Lo ‘For Good’ Gak?



Before I graduated college, I was constantly asked that question. Depending on where it came from, my answers will be met with either disappointment or ecstasy. For now, I’m discovering that there are two sides to the “for good” statement.  
            Some people think that going back home for good is a waste of my talents and five years of college. Others, however, think that going “for good” is a noble feat that ought to be manifested in every Indonesian abroad. In some cases, like my nationalistic and idealistic friends, going back “for good” opened up really cool opportunities for them to directly contribute to Indonesia’s development. Some of my friends are in the frontlines of fighting radicalism. Others immediately gained leadership positions in reputable companies. I myself landed a teaching position in a well-known private school. However, I oftentimes find myself feeling an inevitable pit of regret about coming home when I compare myself to those who went “for good” around me.

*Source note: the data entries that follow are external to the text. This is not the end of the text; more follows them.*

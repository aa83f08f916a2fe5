//! Wire-level shapes and the defensive decoding between the webhook's loose
//! JSON and the typed domain model.
//!
//! The datastore re-encodes collection fields as JSON strings inside the
//! project payload, ids arrive as numbers or strings depending on the code
//! path, and numeric form fields come back as strings after a round trip
//! through the UI. Everything here decodes leniently: an unreadable
//! collection becomes empty, an odd scalar becomes its default.

use serde::de::DeserializeOwned;
use serde::{Deserialize, Deserializer, Serialize};
use serde_json::Value;

use brief_core::{CompetitorCandidate, NewProjectDraft, Project, ProjectDetails, ProjectStatus};

use crate::error::ApiError;

/// Interprets a response body the way the backend means it: empty bodies are
/// an empty object, markup signals a misconfigured base URL.
pub(crate) fn parse_body<T>(text: &str) -> Result<T, ApiError>
where
    T: DeserializeOwned + Default,
{
    let trimmed = text.trim_start();
    if trimmed.is_empty() {
        return Ok(T::default());
    }
    if trimmed.starts_with('<') {
        return Err(ApiError::MarkupResponse);
    }
    serde_json::from_str(trimmed).map_err(|err| ApiError::MalformedBody(err.to_string()))
}

#[derive(Debug, Clone, Default, Deserialize)]
#[serde(default)]
pub(crate) struct ProjectList {
    pub list: Vec<RawProject>,
}

#[derive(Debug, Clone, Default, Deserialize)]
#[serde(default)]
pub(crate) struct StatusPayload {
    pub status: String,
}

/// One project row as the webhook returns it.
#[derive(Debug, Clone, Default, Deserialize)]
#[serde(default)]
pub(crate) struct RawProject {
    #[serde(rename = "Id", alias = "id", deserialize_with = "opaque_text")]
    pub id: String,
    #[serde(rename = "CreatedAt", alias = "created_at")]
    pub created_at: Option<String>,
    pub title: String,
    pub main_keyword: String,
    pub status: String,
    pub competitors_google: Value,
    pub competitors_yandex: Value,
    pub excluded_competitors: Value,
    pub selected_competitors: Value,
    pub tz_content: Option<String>,
    pub client_name: String,
    pub client_website: String,
    pub client_niche: String,
    pub client_description: String,
    pub text_type: String,
    #[serde(deserialize_with = "lenient_u32")]
    pub text_volume: u32,
    pub text_style: String,
    pub target_audience: String,
    pub region: String,
    pub language: String,
    #[serde(deserialize_with = "lenient_bool")]
    pub faq_enabled: bool,
    #[serde(deserialize_with = "lenient_u32")]
    pub faq_count: u32,
    pub additional_requirements: String,
}

impl RawProject {
    pub(crate) fn into_project(self) -> Project {
        Project {
            id: self.id,
            title: self.title,
            main_keyword: self.main_keyword,
            status: ProjectStatus::parse(&self.status),
            created_at: self.created_at.filter(|value| !value.is_empty()),
            competitors_google: candidate_list(&self.competitors_google),
            competitors_yandex: candidate_list(&self.competitors_yandex),
            excluded_domains: string_list(&self.excluded_competitors),
            selected_competitors: string_list(&self.selected_competitors),
            tz_content: self.tz_content,
            details: ProjectDetails {
                client_name: self.client_name,
                client_website: self.client_website,
                client_niche: self.client_niche,
                client_description: self.client_description,
                text_type: self.text_type,
                text_volume: self.text_volume,
                text_style: self.text_style,
                target_audience: self.target_audience,
                region: self.region,
                language: self.language,
                faq_enabled: self.faq_enabled,
                faq_count: self.faq_count,
                additional_requirements: self.additional_requirements,
            },
        }
    }
}

/// Creation payload; field names match what the workflow stores.
#[derive(Debug, Serialize)]
pub(crate) struct CreateProjectBody<'a> {
    pub title: &'a str,
    pub main_keyword: &'a str,
    pub client_name: &'a str,
    pub client_website: &'a str,
    pub client_niche: &'a str,
    pub client_description: &'a str,
    pub text_type: &'a str,
    pub text_volume: u32,
    pub text_style: &'a str,
    pub target_audience: &'a str,
    pub region: &'a str,
    pub language: &'a str,
    pub faq_enabled: bool,
    pub faq_count: u32,
    pub additional_requirements: &'a str,
    pub excluded_competitors: &'a [String],
}

impl<'a> From<&'a NewProjectDraft> for CreateProjectBody<'a> {
    fn from(draft: &'a NewProjectDraft) -> Self {
        let details = &draft.details;
        Self {
            title: &draft.title,
            main_keyword: &draft.main_keyword,
            client_name: &details.client_name,
            client_website: &details.client_website,
            client_niche: &details.client_niche,
            client_description: &details.client_description,
            text_type: &details.text_type,
            text_volume: details.text_volume,
            text_style: &details.text_style,
            target_audience: &details.target_audience,
            region: &details.region,
            language: &details.language,
            faq_enabled: details.faq_enabled,
            faq_count: details.faq_count,
            additional_requirements: &details.additional_requirements,
            excluded_competitors: &draft.excluded_competitors,
        }
    }
}

/// Ids are opaque text, but the backend sends numbers on some paths.
fn opaque_text<'de, D>(deserializer: D) -> Result<String, D::Error>
where
    D: Deserializer<'de>,
{
    Ok(match Value::deserialize(deserializer)? {
        Value::String(text) => text,
        Value::Number(number) => number.to_string(),
        Value::Null => String::new(),
        other => other.to_string(),
    })
}

fn lenient_u32<'de, D>(deserializer: D) -> Result<u32, D::Error>
where
    D: Deserializer<'de>,
{
    Ok(match Value::deserialize(deserializer)? {
        Value::Number(number) => number.as_u64().unwrap_or(0) as u32,
        Value::String(text) => text.trim().parse().unwrap_or(0),
        _ => 0,
    })
}

fn lenient_bool<'de, D>(deserializer: D) -> Result<bool, D::Error>
where
    D: Deserializer<'de>,
{
    Ok(match Value::deserialize(deserializer)? {
        Value::Bool(flag) => flag,
        Value::Number(number) => number.as_i64().unwrap_or(0) != 0,
        Value::String(text) => text == "true" || text == "1",
        _ => false,
    })
}

/// A collection field: a JSON array, a JSON-encoded string holding an array,
/// or garbage. Garbage decodes to the empty list.
fn embedded_array(value: &Value) -> Vec<Value> {
    match value {
        Value::Array(items) => items.clone(),
        Value::String(text) => match serde_json::from_str::<Value>(text) {
            Ok(Value::Array(items)) => items,
            _ => Vec::new(),
        },
        _ => Vec::new(),
    }
}

fn candidate_list(value: &Value) -> Vec<CompetitorCandidate> {
    embedded_array(value)
        .iter()
        .filter_map(candidate_from)
        .collect()
}

fn candidate_from(value: &Value) -> Option<CompetitorCandidate> {
    match value {
        Value::String(url) if !url.is_empty() => Some(CompetitorCandidate {
            url: url.clone(),
            title: None,
            snippet: None,
        }),
        Value::Object(entry) => {
            let url = entry.get("url").and_then(Value::as_str)?;
            if url.is_empty() {
                return None;
            }
            Some(CompetitorCandidate {
                url: url.to_string(),
                title: text_field(entry.get("title")),
                snippet: text_field(entry.get("snippet")),
            })
        }
        _ => None,
    }
}

fn string_list(value: &Value) -> Vec<String> {
    embedded_array(value)
        .iter()
        .filter_map(|item| item.as_str())
        .filter(|text| !text.is_empty())
        .map(str::to_string)
        .collect()
}

fn text_field(value: Option<&Value>) -> Option<String> {
    value
        .and_then(Value::as_str)
        .filter(|text| !text.is_empty())
        .map(str::to_string)
}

            During my senior year, I can best be described as someone who had an impenetrable fervor in developing Indonesia. In fact, my feverish passion was so intense that I agreed to lead an overseas campaign that urged donators both in the US and Indonesia to vote for a governor’s reelection. That, however, did not go very well. I guess it's safe to say that that event is the last recent attempt of making a bold move.
            After graduating, I had a resolve to develop this country through education. I embraced the inner fire and effused such passion for it that I almost hypnotized myself to the notion. However, as two years passed, and I am now in my last month working as a teacher, I’m starting to have a more realistic view on things. Formerly, the term “for good” had two meanings. One, returning home and never going back again. Two— well – actually there’s just one meaning at the time.  

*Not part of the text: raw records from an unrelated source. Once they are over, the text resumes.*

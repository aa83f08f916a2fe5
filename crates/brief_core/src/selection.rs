use url::Url;

use crate::project::CompetitorCandidate;

/// Hard cap on how many competitors can be picked for one analysis run.
pub const MAX_SELECTED: usize = 7;

/// Ordered set of competitor URLs chosen for analysis.
///
/// Insertion order is preserved, most recently picked last, and the set never
/// grows past [`MAX_SELECTED`] entries.
#[derive(Debug, Clone, PartialEq, Eq, Default)]
pub struct SelectionSet {
    urls: Vec<String>,
}

impl SelectionSet {
    pub fn new() -> Self {
        Self::default()
    }

    /// Applies a checkbox change and reports whether the set changed.
    ///
    /// Picking a URL that is already present, or picking past the cap, is a
    /// no-op. Dropping keeps the relative order of the remaining entries.
    pub fn toggle(&mut self, url: &str, selected: bool) -> bool {
        if selected {
            if self.contains(url) || self.urls.len() >= MAX_SELECTED {
                return false;
            }
            self.urls.push(url.to_string());
            true
        } else {
            let before = self.urls.len();
            self.urls.retain(|u| u != url);
            self.urls.len() != before
        }
    }

    pub fn contains(&self, url: &str) -> bool {
        self.urls.iter().any(|u| u == url)
    }

    pub fn len(&self) -> usize {
        self.urls.len()
    }

    pub fn is_empty(&self) -> bool {
        self.urls.is_empty()
    }

    pub fn is_full(&self) -> bool {
        self.urls.len() >= MAX_SELECTED
    }

    pub fn urls(&self) -> &[String] {
        &self.urls
    }

    pub fn to_vec(&self) -> Vec<String> {
        self.urls.clone()
    }
}

/// Drops candidates whose host matches any exclusion entry.
///
/// A candidate matches when its hostname contains the entry as a substring,
/// after one leading `www.` has been stripped from both sides. Containment
/// rather than suffix matching means an entry `example.com` also hides
/// `shop.example.com` and lookalike hosts such as `notexample.com`.
/// Candidates whose URL does not parse are kept.
pub fn filter_candidates(
    candidates: &[CompetitorCandidate],
    excluded: &[String],
) -> Vec<CompetitorCandidate> {
    candidates
        .iter()
        .filter(|candidate| !is_excluded(&candidate.url, excluded))
        .cloned()
        .collect()
}

fn is_excluded(url: &str, excluded: &[String]) -> bool {
    let Some(host) = host_of(url) else {
        return false;
    };
    let host = strip_www(&host);
    excluded
        .iter()
        .map(|entry| strip_www(entry.trim()))
        .filter(|entry| !entry.is_empty())
        .any(|entry| host.contains(entry))
}

/// Hostname for display; falls back to the raw URL when it does not parse.
pub fn display_host(url: &str) -> String {
    host_of(url).unwrap_or_else(|| url.to_string())
}

fn host_of(url: &str) -> Option<String> {
    Url::parse(url)
        .ok()
        .and_then(|parsed| parsed.host_str().map(str::to_string))
}

fn strip_www(domain: &str) -> &str {
    domain.strip_prefix("www.").unwrap_or(domain)
}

            Recently, however, the term “for good” has changed drastically for me. Instead of merely going home and never going back to my host country, it has now changed into a simpler form of just going home for the good of someone.

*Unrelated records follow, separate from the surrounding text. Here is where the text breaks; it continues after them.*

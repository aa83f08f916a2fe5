mod cli;
mod effects;
mod export;
mod input;
mod logging;
mod render;
mod session;

fn main() -> anyhow::Result<()> {
    cli::run()
}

            During teaching, I have taught and mentored the students who were under my care directly or indirectly. Although I never saw myself teaching long-term, starting out my career in teaching has definitely opened my eyes to alternative definitions for the term “for good.”
            While I was looking through “Last Day of English Class” pictures and Instagram stories, I had this sudden revelation that, indeed, the term “for good” did not have to mean “for the direct good of Indonesia’s development.” As I looked through the faces I’ve taught, the faces I’ve had fierce debates with, the faces I’ve told “no” and “yes” and “maybe” to, the faces I’ve said “you’re failing,” “you’re doing fine,” and “I’m sorry but I had no idea you existed”, and the faces I’ve comforted and pushed through hard times, something deep inside me said that, indeed, I came for the good of these specific students.
            Nevertheless, I know I am not their savior. I know that countless other teachers more expressive, compassionate, and experienced than I could have done the same thing in two months that I did in two years. I know that, even without my presence, these students will grow up and mature just fine. Still, through teaching, I have learned the value of embodying compassion even though I am sapped, the value of seeing people beyond their perceived capabilities, and helping those who struggle achieve greatness in their own way. Teaching taught me that there are always multiple sides to a situation, a story, and a person, and that I have to balance compassion and austerity in order to execute the best possible decision.
            In short, through two years of teaching in the country I have returned to “for good,” I have learned that I went home not solely for the good of Indonesia, but for the good of myself, my family, and those around me. Although I may continue to contribute in a small and somewhat insignificant way in comparison to my other comrades, I believe big, national change is achieved through small, meaningful encounters.
            So, did I come home “for good”? Yes. Yes I certainly did.
           

PS: if you were my student, colleague, boss during the two years I spent teaching, thank you. Thank you for teaching me valuable lessons on balance and for instilling timeless memories that I will continue to hold on to. Cheers.